Background: Tumor-associated cells and vasculature express attractive molecular markers for site-specific vector targeting. To attain tumor-selective tropism, we recently developed a baculovirus vector displaying the lymphatic homing peptide LyP-1, originally identified by ex vivo/in vivo screening of phage display libraries, on the viral envelope by fusion to the transmembrane anchor of vesicular stomatitis virus G-protein.
Methods: In the present study, we explored the specificity and kinetics of viral binding and internalization as well as in vivo tumor homing of the LyP-1 displaying virus to elucidate the applicability of baculovirus for targeted therapies.
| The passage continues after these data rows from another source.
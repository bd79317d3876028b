//! Member permission flags and bitmask computation.

use std::fmt;
use std::str::FromStr;

use serde::{Deserialize, Serialize};

use crate::UnknownKind;

macro_rules! permissions {
    ($($variant:ident = $bit:expr),+ $(,)?) => {
        /// A guild member permission, identified by its bit position.
        ///
        /// # Examples
        ///
        /// ```
        /// use slash_command_core::Permission;
        ///
        /// assert_eq!(Permission::KickMembers.bits(), 2);
        /// assert_eq!("BanMembers".parse::<Permission>().unwrap(), Permission::BanMembers);
        /// assert_eq!(
        ///     Permission::combine(&[Permission::KickMembers, Permission::BanMembers]),
        ///     6
        /// );
        /// ```
        #[allow(clippy::upper_case_acronyms)]
        #[derive(Debug, Clone, Copy, PartialEq, Eq, Hash, Serialize, Deserialize)]
        pub enum Permission {
            $($variant),+
        }

        impl Permission {
            /// All known permissions.
            pub const ALL: &'static [Permission] = &[$(Permission::$variant),+];

            /// Returns the single-bit mask for this permission.
            pub fn bits(self) -> u64 {
                match self {
                    $(Permission::$variant => 1u64 << $bit),+
                }
            }

            /// Returns the symbolic name.
            pub fn name(self) -> &'static str {
                match self {
                    $(Permission::$variant => stringify!($variant)),+
                }
            }
        }
    };
}

permissions! {
    CreateInstantInvite = 0,
    KickMembers = 1,
    BanMembers = 2,
    Administrator = 3,
    ManageChannels = 4,
    ManageGuild = 5,
    AddReactions = 6,
    ViewAuditLog = 7,
    PrioritySpeaker = 8,
    Stream = 9,
    ViewChannel = 10,
    SendMessages = 11,
    SendTTSMessages = 12,
    ManageMessages = 13,
    EmbedLinks = 14,
    AttachFiles = 15,
    ReadMessageHistory = 16,
    MentionEveryone = 17,
    UseExternalEmojis = 18,
    ViewGuildInsights = 19,
    Connect = 20,
    Speak = 21,
    MuteMembers = 22,
    DeafenMembers = 23,
    MoveMembers = 24,
    UseVAD = 25,
    ChangeNickname = 26,
    ManageNicknames = 27,
    ManageRoles = 28,
    ManageWebhooks = 29,
    ManageGuildExpressions = 30,
    UseApplicationCommands = 31,
    RequestToSpeak = 32,
    ManageEvents = 33,
    ManageThreads = 34,
    CreatePublicThreads = 35,
    CreatePrivateThreads = 36,
    UseExternalStickers = 37,
    SendMessagesInThreads = 38,
    UseEmbeddedActivities = 39,
    ModerateMembers = 40,
    ViewCreatorMonetizationAnalytics = 41,
    UseSoundboard = 42,
    CreateGuildExpressions = 43,
    CreateEvents = 44,
    UseExternalSounds = 45,
    SendVoiceMessages = 46,
}

impl Permission {
    /// ORs the bits of every permission together. An empty slice yields `0`.
    pub fn combine(permissions: &[Permission]) -> u64 {
        permissions.iter().fold(0, |mask, p| mask | p.bits())
    }
}

impl fmt::Display for Permission {
    fn fmt(&self, f: &mut fmt::Formatter<'_>) -> fmt::Result {
        f.write_str(self.name())
    }
}

impl FromStr for Permission {
    type Err = UnknownKind;

    fn from_str(s: &str) -> Result<Self, Self::Err> {
        Permission::ALL
            .iter()
            .copied()
            .find(|p| p.name() == s)
            .ok_or_else(|| UnknownKind {
                table: "permission",
                value: s.to_string(),
            })
    }
}

#[cfg(test)]
mod tests {
    use super::*;

    #[test]
    fn test_bits_match_positions() {
        assert_eq!(Permission::CreateInstantInvite.bits(), 1);
        assert_eq!(Permission::Administrator.bits(), 8);
        assert_eq!(Permission::ModerateMembers.bits(), 1 << 40);
    }

    #[test]
    fn test_combine_is_bitwise_or() {
        let mask = Permission::combine(&[
            Permission::ManageMessages,
            Permission::ManageMessages,
            Permission::SendMessages,
        ]);
        assert_eq!(mask, (1 << 13) | (1 << 11));
        assert_eq!(Permission::combine(&[]), 0);
    }

    #[test]
    fn test_parse_rejects_unknown_name() {
        assert!("ManageEverything".parse::<Permission>().is_err());
        assert_eq!(
            "UseVAD".parse::<Permission>().unwrap().to_string(),
            "UseVAD"
        );
    }
}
Results: We demonstrated that the LyP-1 peptide contributes to saturable binding of baculovirus in human MDA-MB-435 and HepG2 carcinoma cells and escalates the kinetics of viral internalization leading to earlier nuclear accumulation and enhanced transgene expression. The LyP-1 displaying virus also showed stronger competitiveness against transduction with wild-type baculovirus, suggesting involvement of a specific receptor in cellular attachment and entry. Following intravenous injections, the modified virus accumulated within the human MDA-MB-435 and MDA-MB-231 carcinoma xenografts in mice with higher specificity and efficiency than the control virus. Targeting of the modified virus was more specific in the MDA-MB-435 than in the MDA-MB-231 xenografts as demonstrated by higher tumor accumulation and lower distribution in nontarget organs. No apparent cytotoxicity was associated with the surface modification.
Conclusions: This first demonstration of in vivo tumor targeting of a systemically administered, tropism-modified baculoviral vector highlights the potential of baculovirus-mediated targeted therapies.
(c) 2008 John Wiley & Sons, Ltd.